C, STL, primitive languages that live on and on ... Re: Does anyone here know Siemens STL?

Charles Dickman chd at chdickman.com
Sat Apr 15 19:56:19 CDT 2017


There are a lot of smart people here with wide ranging experiences, so
I like to ask questions from time to time that get more to philosophy.
So "If C is so evil why is it so successful" was one of those
questions.

The answer I see is that it is the path of least resistance to the
most successful outcome in the time horizon of the effort.

Or, it gets the job done.

Personally, I am stuck in the machine control world where things like
symbolic names and type checking are sometimes non-existant. And I
wonder why.

SIL-3 and PLe with stone knives and bearskins.

On Wed, Apr 12, 2017 at 1:48 PM, Chuck Guzis via cctalk
<cctalk at classiccmp.org> wrote:
> On 04/11/2017 07:03 PM, Charles Dickman via cctalk wrote:
>> The Balkanized nature of programming is interesting.
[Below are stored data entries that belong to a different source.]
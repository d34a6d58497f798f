use axum::{
    extract::{FromRef, Path, State},
    http::StatusCode,
    routing::{get, post},
    Json, Router,
};
use lazy_static::lazy_static;
use regex::Regex;
use tracing::{error, info, instrument, warn};

use crate::{
    auth::{
        jwt::{AuthUser, JwtKeys},
        password::{hash_password, verify_password},
    },
    error::AppError,
    state::AppState,
    users::{
        dto::{CreateUserRequest, LoginRequest, LoginResponse, PublicUser},
        repo::User,
    },
};

pub fn router() -> Router<AppState> {
    Router::new()
        .route("/users/create", post(create_user))
        .route("/users/login", post(login))
        .route("/users/me", get(get_me))
        .route("/users", get(list_users))
        .route("/users/verified", get(list_verified))
        .route("/users/unverified", get(list_unverified))
        .route("/users/:user_id/verify", post(verify_user))
        .route("/users/:user_id/track_course/:course_id", post(track_course))
        .route(
            "/users/:user_id/untrack_course/:course_id",
            post(untrack_course),
        )
        .route("/users/:user_id/tracked_courses", get(tracked_courses))
}

pub(crate) fn is_valid_email(email: &str) -> bool {
    lazy_static! {
        static ref EMAIL_RE: Regex = Regex::new(r"^[^@\s]+@[^@\s]+\.[^@\s]+$").unwrap();
    }
    EMAIL_RE.is_match(email)
}

#[instrument(skip(state, payload))]
pub async fn create_user(
    State(state): State<AppState>,
    Json(mut payload): Json<CreateUserRequest>,
) -> Result<(StatusCode, Json<PublicUser>), AppError> {
    payload.email = payload.email.trim().to_lowercase();

    if !is_valid_email(&payload.email) {
        warn!(email = %payload.email, "invalid email");
        return Err(AppError::Validation("Invalid email".into()));
    }
    if payload.password.len() < 8 {
        warn!("password too short");
        return Err(AppError::Validation("Password too short".into()));
    }

    let hash = hash_password(&payload.password).map_err(|e| {
        error!(error = %e, "hash_password failed");
        AppError::Internal(e)
    })?;

    // A duplicate email surfaces as a unique violation and maps to 400.
    let user = User::create(&state.db, &payload.email, &hash).await?;

    info!(user_id = user.id, email = %user.email, "user registered");
    Ok((StatusCode::CREATED, Json(user.into())))
}

#[instrument(skip(state, payload))]
pub async fn login(
    State(state): State<AppState>,
    Json(mut payload): Json<LoginRequest>,
) -> Result<Json<LoginResponse>, AppError> {
    payload.email = payload.email.trim().to_lowercase();

    let user = match User::find_by_email(&state.db, &payload.email).await? {
        Some(u) => u,
        None => {
            warn!(email = %payload.email, "login unknown email");
            return Err(AppError::Auth);
        }
    };

    let ok = verify_password(&payload.password, &user.password_hash).map_err(|e| {
        error!(error = %e, "verify_password failed");
        AppError::Internal(e)
    })?;
    if !ok {
        warn!(email = %payload.email, user_id = user.id, "login invalid password");
        return Err(AppError::Auth);
    }

    let keys = JwtKeys::from_ref(&state);
    let token = keys.sign(user.id, user.verified).map_err(|e| {
        error!(error = %e, "jwt sign failed");
        AppError::Internal(e)
    })?;

    info!(user_id = user.id, email = %user.email, "user logged in");
    Ok(Json(LoginResponse {
        token,
        user: user.into(),
    }))
}

#[instrument(skip(state))]
pub async fn get_me(
    State(state): State<AppState>,
    AuthUser { user_id, .. }: AuthUser,
) -> Result<Json<PublicUser>, AppError> {
    let user = User::find_by_id(&state.db, user_id)
        .await?
        .ok_or(AppError::NotFound("User"))?;
    Ok(Json(user.into()))
}

#[instrument(skip(state))]
pub async fn list_users(State(state): State<AppState>) -> Result<Json<Vec<PublicUser>>, AppError> {
    let users = User::list(&state.db, None).await?;
    Ok(Json(users.into_iter().map(PublicUser::from).collect()))
}

#[instrument(skip(state))]
pub async fn list_verified(
    State(state): State<AppState>,
) -> Result<Json<Vec<PublicUser>>, AppError> {
    let users = User::list(&state.db, Some(true)).await?;
    Ok(Json(users.into_iter().map(PublicUser::from).collect()))
}

#[instrument(skip(state))]
pub async fn list_unverified(
    State(state): State<AppState>,
) -> Result<Json<Vec<PublicUser>>, AppError> {
    let users = User::list(&state.db, Some(false)).await?;
    Ok(Json(users.into_iter().map(PublicUser::from).collect()))
}

#[instrument(skip(state))]
pub async fn verify_user(
    State(state): State<AppState>,
    Path(user_id): Path<i64>,
) -> Result<Json<PublicUser>, AppError> {
    let user = User::mark_verified(&state.db, user_id)
        .await?
        .ok_or(AppError::NotFound("User"))?;
    info!(user_id, "user verified");
    Ok(Json(user.into()))
}

#[instrument(skip(state))]
pub async fn track_course(
    State(state): State<AppState>,
    Path((user_id, course_id)): Path<(i64, i64)>,
) -> Result<Json<Vec<i64>>, AppError> {
    let tracked = User::track_course(&state.db, user_id, course_id)
        .await?
        .ok_or(AppError::NotFound("User"))?;
    info!(user_id, course_id, "course tracked");
    Ok(Json(tracked))
}

#[instrument(skip(state))]
pub async fn untrack_course(
    State(state): State<AppState>,
    Path((user_id, course_id)): Path<(i64, i64)>,
) -> Result<Json<Vec<i64>>, AppError> {
    let tracked = User::untrack_course(&state.db, user_id, course_id)
        .await?
        .ok_or(AppError::NotFound("User"))?;
    info!(user_id, course_id, "course untracked");
    Ok(Json(tracked))
}

#[instrument(skip(state))]
pub async fn tracked_courses(
    State(state): State<AppState>,
    Path(user_id): Path<i64>,
) -> Result<Json<Vec<i64>>, AppError> {
    let tracked = User::tracked_courses(&state.db, user_id)
        .await?
        .ok_or(AppError::NotFound("User"))?;
    Ok(Json(tracked))
}

#[cfg(test)]
mod tests {
    use super::*;

    #[test]
    fn accepts_plain_addresses() {
        assert!(is_valid_email("a@x.com"));
        assert!(is_valid_email("student.name+tag@uni.edu"));
    }

    #[test]
    fn rejects_malformed_addresses() {
        assert!(!is_valid_email(""));
        assert!(!is_valid_email("no-at-sign"));
        assert!(!is_valid_email("two@@x.com"));
        assert!(!is_valid_email("spaces in@x.com"));
        assert!(!is_valid_email("missing@tld"));
    }
}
> You might find more fertile ground plowing the plctalk.net forum when
> your questions relate to the STL/SCL/FBD/LAD/CSF area.

I am familiar with STL (and some of the others). My question was not
for help. I was trying to present a contrast between the nit-picking
the list was doing about C and that fact that a huge amount of mission
critical programming is done in languages that are essentially machine
code.

It was a ham fisted attempt. Don't post after too many high ABV IPA's.

> FWIW, "STL"  in Siemens-talk is an acronym for "Statement List".  Why it
> isn't "SL" is anyone's guess.

Probably for the same reason that PZD is process data.